Feeling nostalgic, I had lunch in Piva's restaurant , where I first ate when visiting as a student in the 1970s. Piva, who cooked an amazing seafood risotto then as now, is also the town troubadour. Many nights, when the cooking's done, he pulls out his guitar and leads his happy diners in song. After showing me the new post-flood ovens and stoves in his kitchen, he showed me his well-worn guitar — a trace of mud still caked on its neck — and said, "In this restaurant, only my guitar survived the flood."

What had long been the best nightspot in town, the Blue Marlin Bar, is an empty concrete shell. The only piano in town is gone, along with all the shipwreck decor (and a dozen years of family Christmas cards I'd sent, which he'd collected on his bulletin board). Massimo, looking tired and sporting a scraggily white beard, is barely recognizable. Having not shaved since October 25th, he says he'll shave when the Blue Marlin reopens next month. Even though the space is newly plastered and quiet, there's a hole left in a corner of the wall that will always come with a horrific story. On the afternoon of the disaster, 40 locals and tourists were trapped in the bar with the water rising and no way out. Massimo knew which bit of wall was thin, and, fortunately, a hammer had been left out nearby. With his bartender, Jeff (the only American man living in Vernazza), they broke through the wall and heroically helped all 40 trapped inside to escape through the hole and into a staircase leading to safety. In the chaos, one Vernazza woman recalls kissing her little girl, passing her through the hole while thinking she might never see her again.

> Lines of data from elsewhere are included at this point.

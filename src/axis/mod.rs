//! Axis controller and its builder.

mod builder;
mod driver;

pub use builder::StepperAxisBuilder;
pub use driver::{StepperAxis, DEFAULT_HOMING_TIMEOUT, HOMED, TRAVEL_ENDED};
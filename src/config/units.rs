//! Unit types for physical quantities.
//!
//! Provides type-safe representations of angles, rotation rates and step
//! counts to prevent unit confusion at compile time. Rates are expressed in
//! revolutions per second, the native unit of the ramp arithmetic.

use core::ops::{Add, Mul, Sub};

use serde::Deserialize;

/// Angular position in degrees.
///
/// Used for the user-facing API. Internally converted to [`Steps`].
#[derive(Debug, Clone, Copy, PartialEq, PartialOrd, Default, Deserialize)]
#[serde(transparent)]
pub struct Degrees(pub f32);

impl Degrees {
    /// Create a new Degrees value.
    #[inline]
    pub const fn new(value: f32) -> Self {
        Self(value)
    }

    /// Get the raw value.
    #[inline]
    pub const fn value(self) -> f32 {
        self.0
    }
}

impl Add for Degrees {
    type Output = Self;

    fn add(self, rhs: Self) -> Self::Output {
        Self(self.0 + rhs.0)
    }
}

impl Sub for Degrees {
    type Output = Self;

    fn sub(self, rhs: Self) -> Self::Output {
        Self(self.0 - rhs.0)
    }
}

/// Net shaft rotation in revolutions.
#[derive(Debug, Clone, Copy, PartialEq, PartialOrd, Default)]
pub struct Revolutions(pub f32);

impl Revolutions {
    /// Get the raw value.
    #[inline]
    pub const fn value(self) -> f32 {
        self.0
    }

    /// Total angle swept, including whole revolutions.
    #[inline]
    pub fn to_degrees(self) -> Degrees {
        Degrees(self.0 * 360.0)
    }

    /// Angle within the current revolution, in `(-360, 360)`.
    #[inline]
    pub fn degrees_within_revolution(self) -> Degrees {
        Degrees(libm::fmodf(self.0, 1.0) * 360.0)
    }
}

/// Rotation rate in revolutions per second.
#[derive(Debug, Clone, Copy, PartialEq, PartialOrd, Default, Deserialize)]
#[serde(transparent)]
pub struct RevsPerSec(pub f32);

impl RevsPerSec {
    /// Create a new RevsPerSec value.
    #[inline]
    pub const fn new(value: f32) -> Self {
        Self(value)
    }

    /// Get the raw value.
    #[inline]
    pub const fn value(self) -> f32 {
        self.0
    }
}

impl Mul<f32> for RevsPerSec {
    type Output = Self;

    fn mul(self, rhs: f32) -> Self::Output {
        Self(self.0 * rhs)
    }
}

/// Rotational acceleration in revolutions per second squared.
#[derive(Debug, Clone, Copy, PartialEq, PartialOrd, Default, Deserialize)]
#[serde(transparent)]
pub struct RevsPerSecSquared(pub f32);

impl RevsPerSecSquared {
    /// Create a new RevsPerSecSquared value.
    #[inline]
    pub const fn new(value: f32) -> Self {
        Self(value)
    }

    /// Get the raw value.
    #[inline]
    pub const fn value(self) -> f32 {
        self.0
    }
}

/// Linear position or distance along a slide, in configured slide units.
#[derive(Debug, Clone, Copy, PartialEq, PartialOrd, Default, Deserialize)]
#[serde(transparent)]
pub struct SlideUnits(pub f32);

impl SlideUnits {
    /// Create a new SlideUnits value.
    #[inline]
    pub const fn new(value: f32) -> Self {
        Self(value)
    }

    /// Get the raw value.
    #[inline]
    pub const fn value(self) -> f32 {
        self.0
    }
}

impl Add for SlideUnits {
    type Output = Self;

    fn add(self, rhs: Self) -> Self::Output {
        Self(self.0 + rhs.0)
    }
}

impl Sub for SlideUnits {
    type Output = Self;

    fn sub(self, rhs: Self) -> Self::Output {
        Self(self.0 - rhs.0)
    }
}

/// Net displacement in steps (signed; positive is clockwise).
///
/// Uses i64 for unlimited range in either direction.
#[derive(Debug, Clone, Copy, PartialEq, Eq, PartialOrd, Ord, Default)]
pub struct Steps(pub i64);

impl Steps {
    /// Create a new Steps value.
    #[inline]
    pub const fn new(value: i64) -> Self {
        Self(value)
    }

    /// Get the raw value.
    #[inline]
    pub const fn value(self) -> i64 {
        self.0
    }

    /// Get absolute value as u64.
    #[inline]
    pub fn abs(self) -> u64 {
        self.0.unsigned_abs()
    }
}

impl Add for Steps {
    type Output = Self;

    fn add(self, rhs: Self) -> Self::Output {
        Self(self.0 + rhs.0)
    }
}

impl Sub for Steps {
    type Output = Self;

    fn sub(self, rhs: Self) -> Self::Output {
        Self(self.0 - rhs.0)
    }
}

/// Extension trait for creating unit types from primitives.
pub trait UnitExt {
    /// Convert to Degrees.
    fn degrees(self) -> Degrees;
    /// Convert to RevsPerSec.
    fn rps(self) -> RevsPerSec;
    /// Convert to RevsPerSecSquared.
    fn rpss(self) -> RevsPerSecSquared;
    /// Convert to SlideUnits.
    fn slide_units(self) -> SlideUnits;
}

impl UnitExt for f32 {
    #[inline]
    fn degrees(self) -> Degrees {
        Degrees(self)
    }

    #[inline]
    fn rps(self) -> RevsPerSec {
        RevsPerSec(self)
    }

    #[inline]
    fn rpss(self) -> RevsPerSecSquared {
        RevsPerSecSquared(self)
    }

    #[inline]
    fn slide_units(self) -> SlideUnits {
        SlideUnits(self)
    }
}

#[cfg(test)]
mod tests {
    use super::*;

    #[test]
    fn test_revolutions_to_degrees() {
        let revs = Revolutions(1.5);
        assert!((revs.to_degrees().value() - 540.0).abs() < 0.001);
    }

    #[test]
    fn test_degrees_within_revolution() {
        let revs = Revolutions(2.25);
        assert!((revs.degrees_within_revolution().value() - 90.0).abs() < 0.01);

        // Negative net rotation keeps its sign, mirroring fmod.
        let revs = Revolutions(-0.25);
        assert!((revs.degrees_within_revolution().value() + 90.0).abs() < 0.01);
    }

    #[test]
    fn test_steps_arithmetic() {
        let delta = Steps(150) - Steps(200);
        assert_eq!(delta, Steps(-50));
        assert_eq!(delta.abs(), 50);
        assert_eq!((Steps(30) + Steps(12)).value(), 42);
    }

    #[test]
    fn test_unit_ext() {
        assert_eq!(90.0.degrees(), Degrees(90.0));
        assert_eq!(1.5.rps(), RevsPerSec(1.5));
    }
}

On October 25th, members of one of our Heart of Italy tours were enjoying a free day Vernazza. At the height of the flood, some of them were stranded in Gianni Franzi's restaurant, literally standing on tables as the water rose. Throughout town, people had taken refuge, as people do in a sudden downpour, in shops and restaurants, to wait for it to pass. But this storm wasn't passing. The downpour persisted and the water just kept rising. I heard many stories. And all noted how, amazingly, the water receded for a moment before rising again to its ultimate height. This gave people (my tour group included) a window of time to scamper out and up nearby staircases to safety. While many thank the town's patron saint, the Madonna of Reggio, others figure a bus lodged in the narrowest part of the main street, caused a back up that let the flooding below it recede — just momentarily.

Viva Vernazza

A few weeks ago, the president of Italy came to Vernazza in a show of support. The town's most venerable restaurant, which had just reopened, cooked him the region's signature dish: pasta with pesto. The president enjoyed it so much, he promised to fly the chef to Rome for a day to cook and serve it at the presidential palace.

Talking with locals, a phrase I hear over and over is "piano, piano" (little by little). Little by little, they are rebuilding. I was told, "The reality of a tragedy like this is eventually the government aid dries up, the sympathy fades, and it's just you and a shovel."

Knowing that every car in the lot above the town was swept into the sea, I walked to the top of Vernazza to inspect the scene. There's a stillness there, as nothing here has reopened yet. Stone walls laid by medieval Vernazzans stand ripped apart, delicate bridges that arced over the ravine to favorite B&Bs are long gone. My favorite, the place I slept in last year, is boarded up. And the resident ducks — a favorite for locals and tourists alike for ages — are gone as well.

Standing on what was the town's playground, looking over the raw, open wound of an enlarged ravine and desolate buildings, I had to spill some tears. It was like I was visiting a dear relative in the hospital — someone who had been very sick and was still weak... but was out of the woods and recovery was assured. It was here that an idea struck me: I would put as a subtitle on the cover of the next edition of my Cinque Terre guidebook "Viva Vernazza" — Vernazza lives.

Keep on traveling to the Cinque Terre.